Pellegrini, Juanmi y un cierre de oro

Hay una quinta plaza en juego en esta visita del Betis al Santiago Bernabéu. ¿Se esperaba algo más en Heliópolis para este último envite de la temporada? Quizás sí. Sería el mejor reflejo de que cierto grado de ambición se instaló definitivamente en el club verdiblanco, que rozó la opción de pelear por la Champions League en este tramo final de LaLiga. Hoy Pellegrini quiere un cierre brillante. Juanmi pretende conquistar su corona goleadora. Fekir necesita conquistar el escenario de los escenarios. Y otros quieren decir adiós desde el césped. Será un curso para la historia. Pero el Betis quiere comenzar a pintar ya bocetos de su siguiente proyecto. Uno en el que aspirar a más siempre esté presente. Esa aspiración que Pellegrini, el gestor de esta presente brillantez, tiene tatuada en su piel.

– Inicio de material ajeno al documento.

use axum::{
    extract::{Path, State},
    routing::post,
    Json, Router,
};
use serde::Deserialize;
use ventura_core::payment::PaymentSession;
use ventura_order::PaymentOutcome;

use crate::error::AppError;
use crate::state::AppState;

#[derive(Debug, Deserialize)]
#[serde(rename_all = "camelCase")]
pub struct ConfirmPaymentRequest {
    pub client_secret: String,
}

pub fn routes() -> Router<AppState> {
    Router::new()
        .route("/api/bookings/{booking_id}/payment-intent", post(create_payment_intent))
        .route("/api/payments/confirm", post(confirm_payment))
}

async fn create_payment_intent(
    State(state): State<AppState>,
    Path(booking_id): Path<String>,
) -> Result<Json<PaymentSession>, AppError> {
    let booking = state
        .bookings
        .get_booking(&booking_id)
        .await?
        .ok_or_else(|| AppError::NotFoundError("Booking not found".to_string()))?;

    let session = state.orchestrator().initialize_payment(&booking).await?;
    Ok(Json(session))
}

/// Sandbox stand-in for the provider's client-side confirmation step.
async fn confirm_payment(
    State(state): State<AppState>,
    Json(req): Json<ConfirmPaymentRequest>,
) -> Result<Json<PaymentOutcome>, AppError> {
    Ok(Json(state.orchestrator().confirm(&req.client_secret).await?))
}
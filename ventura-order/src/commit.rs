use std::sync::Arc;
use std::time::Duration;

use serde::{Deserialize, Serialize};
use tokio::time::{sleep, Instant};
use tracing::{debug, info, warn};
use ventura_core::supplier::SupplierBookingApi;
use ventura_core::{CoreError, CoreResult};
use ventura_shared::{Booking, BookingState};

/// Longest confirmation wait a caller may ask for.
pub const MAX_WAIT_CEILING: Duration = Duration::from_secs(600);

/// Fixed-interval polling with a hard deadline.
#[derive(Debug, Clone, Copy, PartialEq, Eq)]
pub struct PollPolicy {
    pub interval: Duration,
    pub max_wait: Duration,
}

impl PollPolicy {
    pub fn new(interval: Duration, max_wait: Duration) -> Self {
        Self { interval, max_wait }
    }

    /// Caller-supplied wait, capped at [`MAX_WAIT_CEILING`].
    pub fn with_max_wait_seconds(self, seconds: u64) -> Self {
        Self {
            max_wait: Duration::from_secs(seconds).min(MAX_WAIT_CEILING),
            ..self
        }
    }
}

impl Default for PollPolicy {
    fn default() -> Self {
        Self {
            interval: Duration::from_secs(2),
            max_wait: Duration::from_secs(60),
        }
    }
}

/// Where a committed booking ended up once we stopped waiting.
#[derive(Debug, Clone, Copy, Serialize, Deserialize, PartialEq, Eq)]
#[serde(rename_all = "camelCase")]
pub enum ConfirmationOutcome {
    Confirmed,
    /// Supplier-side business decision; reported, never retried
    Rejected,
    /// Still PENDING when the wait ended: "processing, check back later"
    Pending,
}

impl ConfirmationOutcome {
    fn from_state(state: BookingState) -> Option<Self> {
        match state {
            BookingState::Confirmed | BookingState::Completed => Some(Self::Confirmed),
            BookingState::Rejected => Some(Self::Rejected),
            _ => None,
        }
    }
}

#[derive(Debug, Clone, PartialEq, Serialize, Deserialize)]
#[serde(rename_all = "camelCase")]
pub struct CommitResult {
    pub booking: Booking,
    pub outcome: ConfirmationOutcome,
    pub is_confirmed: bool,
    #[serde(skip_serializing_if = "Option::is_none")]
    pub voucher_url: Option<String>,
}

impl CommitResult {
    fn new(booking: Booking, outcome: ConfirmationOutcome) -> Self {
        let is_confirmed = outcome == ConfirmationOutcome::Confirmed;
        let voucher_url = if is_confirmed {
            booking.voucher_url.clone()
        } else {
            None
        };
        Self {
            booking,
            outcome,
            is_confirmed,
            voucher_url,
        }
    }
}

/// Commits a booking with the supplier and optionally waits for its decision.
pub struct CommitPoller {
    supplier: Arc<dyn SupplierBookingApi>,
    policy: PollPolicy,
}

impl CommitPoller {
    pub fn new(supplier: Arc<dyn SupplierBookingApi>, policy: PollPolicy) -> Self {
        Self { supplier, policy }
    }

    pub fn policy(&self) -> PollPolicy {
        self.policy
    }

    /// Commit, then (when asked) poll until CONFIRMED, REJECTED or `max_wait_seconds`.
    ///
    /// Errors from the commit call itself are returned as-is. A timeout is not an
    /// error: the still-pending booking comes back with `is_confirmed == false`.
    pub async fn commit(
        &self,
        booking_id: &str,
        wait_for_confirmation: bool,
        max_wait_seconds: u64,
    ) -> CoreResult<CommitResult> {
        let booking = self.supplier.commit(booking_id).await?;
        info!(booking_id, state = booking.state.as_str(), "Booking committed");

        if let Some(outcome) = ConfirmationOutcome::from_state(booking.state) {
            return Ok(CommitResult::new(booking, outcome));
        }
        if !wait_for_confirmation {
            return Ok(CommitResult::new(booking, ConfirmationOutcome::Pending));
        }

        let policy = self.policy.with_max_wait_seconds(max_wait_seconds);
        let (outcome, booking) = self.wait_for_decision(booking, policy).await?;
        match outcome {
            ConfirmationOutcome::Confirmed => {
                info!(booking_id, code = booking.code.as_deref().unwrap_or("-"), "Booking confirmed")
            }
            ConfirmationOutcome::Rejected => warn!(booking_id, "Booking rejected by supplier"),
            ConfirmationOutcome::Pending => {
                warn!(booking_id, max_wait_seconds, "Booking still pending after wait")
            }
        }
        Ok(CommitResult::new(booking, outcome))
    }

    /// Poll at a fixed interval until the booking settles or the deadline passes.
    ///
    /// Dropping the returned future stops the wait; the commit itself stands.
    /// A failed status read keeps the last known booking and carries on.
    pub async fn wait_for_decision(
        &self,
        booking: Booking,
        policy: PollPolicy,
    ) -> CoreResult<(ConfirmationOutcome, Booking)> {
        let started = Instant::now();
        let deadline = started
            .checked_add(policy.max_wait)
            .unwrap_or(started + MAX_WAIT_CEILING);
        let mut latest = booking;

        loop {
            if let Some(outcome) = ConfirmationOutcome::from_state(latest.state) {
                return Ok((outcome, latest));
            }

            let now = Instant::now();
            if now >= deadline {
                return Ok((ConfirmationOutcome::Pending, latest));
            }
            sleep(policy.interval.min(deadline - now)).await;

            match self.supplier.get_booking(&latest.id).await {
                Ok(Some(fresh)) => {
                    debug!(booking_id = %fresh.id, state = fresh.state.as_str(), "Polled booking");
                    latest = fresh;
                }
                Ok(None) => return Err(CoreError::NotFound(latest.id.clone())),
                Err(e) => warn!(booking_id = %latest.id, error = %e, "Booking status poll failed"),
            }
        }
    }
}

No llegó al cierre de curso la mejor versión del Betis. Al menos no encuentra el camino para exponer ese fútbol que maravilló por momentos entre noviembre y febrero y que fabricó las ansias del presente. Hay menos energías. Pero Pellegrini pretende que se agoten del todo en una cita que siempre es especial para él y lo es para los que salten al césped. El campeón como guía en la que medirse. No habrá reservas y sí atrevimiento en escena, más allá de que su rival tenga la mirada puesta en la final de París. Será quinto o será sexto. Nada perturbará que este Betis haya vuelto a enamorar a muchos tras varias temporadas de emociones truncadas e ilusiones de papel. La esperanza del presente se apoya en Pellegrini para tratar de asaltar el feudo del Real Madrid y demostrar que hay más argumentos en escena para este Betis. Y, sobre todo, que llegaron para quedarse.